Search code examples
databasepostgresqldata-recovery

Can I rollback a transaction I've already committed? (data loss)


I committed an incorrect UPDATE statement and have lost some data.

Is it possible to rollback now, after I've already committed?

Any help?

ROLLBACK

says NOTICE: there is no transaction in progress.


Solution

  • No, you can't undo, rollback or reverse a commit.

    STOP THE DATABASE!

    (Note: if you deleted the data directory off the filesystem, do NOT stop the database. The following advice applies to an accidental commit of a DELETE or similar, not an rm -rf /data/directory scenario).

    If this data was important, STOP YOUR DATABASE NOW and do not restart it. Use pg_ctl stop -m immediate so that no checkpoint is run on shutdown.

    You cannot roll back a transaction once it has commited. You will need to restore the data from backups, or use point-in-time recovery, which must have been set up before the accident happened.

    If you didn't have any PITR / WAL archiving set up and don't have backups, you're in real trouble.

    Urgent mitigation

    Once your database is stopped, you should make a file system level copy of the whole data directory - the folder that contains base, pg_clog, etc. Copy all of it to a new location. Do not do anything to the copy in the new location, it is your only hope of recovering your data if you do not have backups. Make another copy on some removable storage if you can, and then unplug that storage from the computer. Remember, you need absolutely every part of the data directory, including pg_xlog etc. No part is unimportant.

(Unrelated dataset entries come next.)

use num::FromPrimitive;

use super::{Machine, RuntimeError, StepResult};
use crate::instructions::{reg_field, register_index, trap_vector_bits, Register, TrapVector};
use crate::{constants, Word};

impl Machine {
    pub(super) fn exec_trap(&mut self) -> Result<StepResult, RuntimeError> {
        let ir = self.ir;
        let vector_bits = trap_vector_bits(ir);
        let vector =
            TrapVector::from_u16(vector_bits).ok_or(RuntimeError::BadTrapVector(vector_bits))?;
        let reg = reg_field(ir);

        match vector {
            TrapVector::Halt => return Ok(StepResult::Halted),
            TrapVector::Nl => self.console.write_str("\n")?,
            TrapVector::Dout => {
                let text = (self.regs[reg] as i16).to_string();
                self.console.write_str(&text)?;
            }
            TrapVector::Udout => {
                let text = self.regs[reg].to_string();
                self.console.write_str(&text)?;
            }
            TrapVector::Hout => {
                let text = format!("{:x}", self.regs[reg]);
                self.console.write_str(&text)?;
            }
            TrapVector::Aout => {
                let ch = (self.regs[reg] & 0xff) as u8;
                self.console.write_str(&(ch as char).to_string())?;
            }
            TrapVector::Sout => self.trap_sout(reg)?,
            TrapVector::Din => self.trap_din(reg)?,
            TrapVector::Hin => self.trap_hin(reg)?,
            TrapVector::Ain => {
                let byte = self
                    .console
                    .read_byte()?
                    .ok_or(RuntimeError::EndOfInput)?;
                self.regs[reg] = Word::from(byte);
            }
            TrapVector::Sin => self.trap_sin(reg)?,
            TrapVector::M => self.trap_memory_dump()?,
            TrapVector::R => self.trap_register_dump()?,
            TrapVector::S => self.trap_stack_dump()?,
            TrapVector::Bp => {} // breakpoint stub
        }
        Ok(StepResult::Running)
    }

    /// Writes the null-terminated string starting at mem[r[sr]].
    fn trap_sout(&mut self, reg: usize) -> Result<(), RuntimeError> {
        let mut addr = self.regs[reg];
        let mut text = String::new();
        for _ in 0..constants::MEMORY_WORDS {
            let word = self.mem[addr as usize];
            if word == 0 {
                break;
            }
            text.push((word & 0xff) as u8 as char);
            addr = addr.wrapping_add(1);
        }
        self.console.write_str(&text)?;
        Ok(())
    }

    fn trap_din(&mut self, reg: usize) -> Result<(), RuntimeError> {
        loop {
            let line = self.console.read_line()?.ok_or(RuntimeError::EndOfInput)?;
            match parse_dec(line.trim()) {
                Some(value) => {
                    self.regs[reg] = value;
                    return Ok(());
                }
                None => self.console.write_str("Invalid dec constant. Re-enter: ")?,
            }
        }
    }

    fn trap_hin(&mut self, reg: usize) -> Result<(), RuntimeError> {
        loop {
            let line = self.console.read_line()?.ok_or(RuntimeError::EndOfInput)?;
            match parse_hex(line.trim()) {
                Some(value) => {
                    self.regs[reg] = value;
                    return Ok(());
                }
                None => self.console.write_str("Invalid hex constant. Re-enter: ")?,
            }
        }
    }

    /// Reads a line and stores it null-terminated at mem[r[sr]].
    fn trap_sin(&mut self, reg: usize) -> Result<(), RuntimeError> {
        let line = self.console.read_line()?.ok_or(RuntimeError::EndOfInput)?;
        let mut addr = self.regs[reg];
        for byte in line.bytes() {
            self.mem[addr as usize] = Word::from(byte);
            addr = addr.wrapping_add(1);
        }
        self.mem[addr as usize] = 0;
        Ok(())
    }

    /// Dumps the loaded image plus every other nonzero word.
    fn trap_memory_dump(&mut self) -> Result<(), RuntimeError> {
        let image = self.load_point as usize..self.load_point as usize + self.code_len;
        let mut text = String::new();
        for addr in 0..constants::MEMORY_WORDS {
            let word = self.mem[addr];
            if word != 0 || image.contains(&addr) {
                text.push_str(&format!("{:04x}: {:04x}\n", addr, word));
            }
        }
        self.console.write_str(&text)?;
        Ok(())
    }

    fn trap_register_dump(&mut self) -> Result<(), RuntimeError> {
        let mut text = format!(
            "pc = {:04x}  ir = {:04x}  NZCV = {}\n",
            self.pc,
            self.ir,
            self.flags.digits()
        );
        for (i, name) in Register::NAMES.iter().enumerate() {
            text.push_str(&format!("{} = {:04x}", name, self.regs[i]));
            text.push_str(if i % 4 == 3 { "\n" } else { "  " });
        }
        self.console.write_str(&text)?;
        Ok(())
    }

    /// Dumps from the stack pointer to the top of memory.
    fn trap_stack_dump(&mut self) -> Result<(), RuntimeError> {
        let sp = self.regs[register_index(Register::Sp)];
        if self.stack_depth() == 0 {
            return Ok(());
        }
        let mut text = String::new();
        for addr in sp..=0xffff {
            text.push_str(&format!("{:04x}: {:04x}\n", addr, self.mem[addr as usize]));
        }
        self.console.write_str(&text)?;
        Ok(())
    }
}

fn parse_dec(text: &str) -> Option<Word> {
    let value: i32 = text.parse().ok()?;
    if value < i32::from(i16::min_value()) || value > i32::from(u16::max_value()) {
        return None;
    }
    Some(value as Word)
}

fn parse_hex(text: &str) -> Option<Word> {
    let digits = if text.starts_with("0x") || text.starts_with("0X") {
        &text[2..]
    } else {
        text
    };
    if digits.is_empty() {
        return None;
    }
    let value = u32::from_str_radix(digits, 16).ok()?;
    if value > u32::from(u16::max_value()) {
        return None;
    }
    Some(value as Word)
}
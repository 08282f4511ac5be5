use std::collections::HashMap;

use lcpu::Word;

#[derive(Debug, Clone, Copy)]
struct Symbol {
    addr: Word,
    /// Bound by a forward `.global` rather than a label site; a later real
    /// definition overrides it without a duplicate-label error.
    provisional: bool,
}

/// Label name to address, duplicates rejected at definition time.
#[derive(Debug, Default)]
pub struct SymbolTable {
    map: HashMap<String, Symbol>,
}

impl SymbolTable {
    pub fn new() -> SymbolTable {
        SymbolTable::default()
    }

    /// Defines a label at its site. Fails on redefinition.
    pub fn define(&mut self, name: &str, addr: Word) -> Result<(), String> {
        match self.map.get_mut(name) {
            Some(symbol) if symbol.provisional => {
                symbol.addr = addr;
                symbol.provisional = false;
                Ok(())
            }
            Some(_) => Err(format!("duplicate label: {}", name)),
            None => {
                self.map.insert(
                    name.to_string(),
                    Symbol {
                        addr,
                        provisional: false,
                    },
                );
                Ok(())
            }
        }
    }

    /// `.global` on an undefined label binds it to the directive site.
    pub fn bind_provisional(&mut self, name: &str, addr: Word) {
        self.map.entry(name.to_string()).or_insert(Symbol {
            addr,
            provisional: true,
        });
    }

    pub fn get(&self, name: &str) -> Option<Word> {
        self.map.get(name).map(|symbol| symbol.addr)
    }

    pub fn contains(&self, name: &str) -> bool {
        self.map.contains_key(name)
    }
}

    Exactly how to make the copy depends on which operating system you're running. Where the data dir is depends on which OS you're running and how you installed PostgreSQL.

    Ways some data could've survived

    If you stop your DB quickly enough you might have a hope of recovering some data from the tables. That's because PostgreSQL uses multi-version concurrency control (MVCC) to manage concurrent access to its storage. Sometimes it will write new versions of the rows you update to the table, leaving the old ones in place but marked as "deleted". After a while autovaccum comes along and marks the rows as free space, so they can be overwritten by a later INSERT or UPDATE. Thus, the old versions of the UPDATEd rows might still be lying around, present but inaccessible.

    Additionally, Pg writes in two phases. First data is written to the write-ahead log (WAL). Only once it's been written to the WAL and hit disk, it's then copied to the "heap" (the main tables), possibly overwriting old data that was there. The WAL content is copied to the main heap by the bgwriter and by periodic checkpoints. By default checkpoints happen every 5 minutes. If you manage to stop the database before a checkpoint has happened and stopped it by hard-killing it, pulling the plug on the machine, or using pg_ctl in immediate mode you might've captured the data from before the checkpoint happened, so your old data is more likely to still be in the heap.

    Now that you have made a complete file-system-level copy of the data dir you can start your database back up if you really need to; the data will still be gone, but you've done what you can to give yourself some hope of maybe recovering it. Given the choice I'd probably keep the DB shut down just to be safe.

    Recovery

    You may now need to hire an expert in PostgreSQL's innards to assist you in a data recovery attempt. Be prepared to pay a professional for their time, possibly quite a bit of time.

    I posted about this on the Pg mailing list, and Виктор Егоров linked to depesz's post on pg_dirtyread, which looks like just what you want, though it doesn't recover TOASTed data so it's of limited utility. Give it a try, if you're lucky it might work.

    See: pg_dirtyread on GitHub.

    I've removed what I'd written in this section as it's obsoleted by that tool.

    See also PostgreSQL row storage fundamentals

    Prevention

    See my blog entry Preventing PostgreSQL database corruption.


    On a semi-related side-note, if you were using two phase commit you could ROLLBACK PREPARED for a transction that was prepared for commit but not fully commited. That's about the closest you get to rolling back an already-committed transaction, and does not apply to your situation.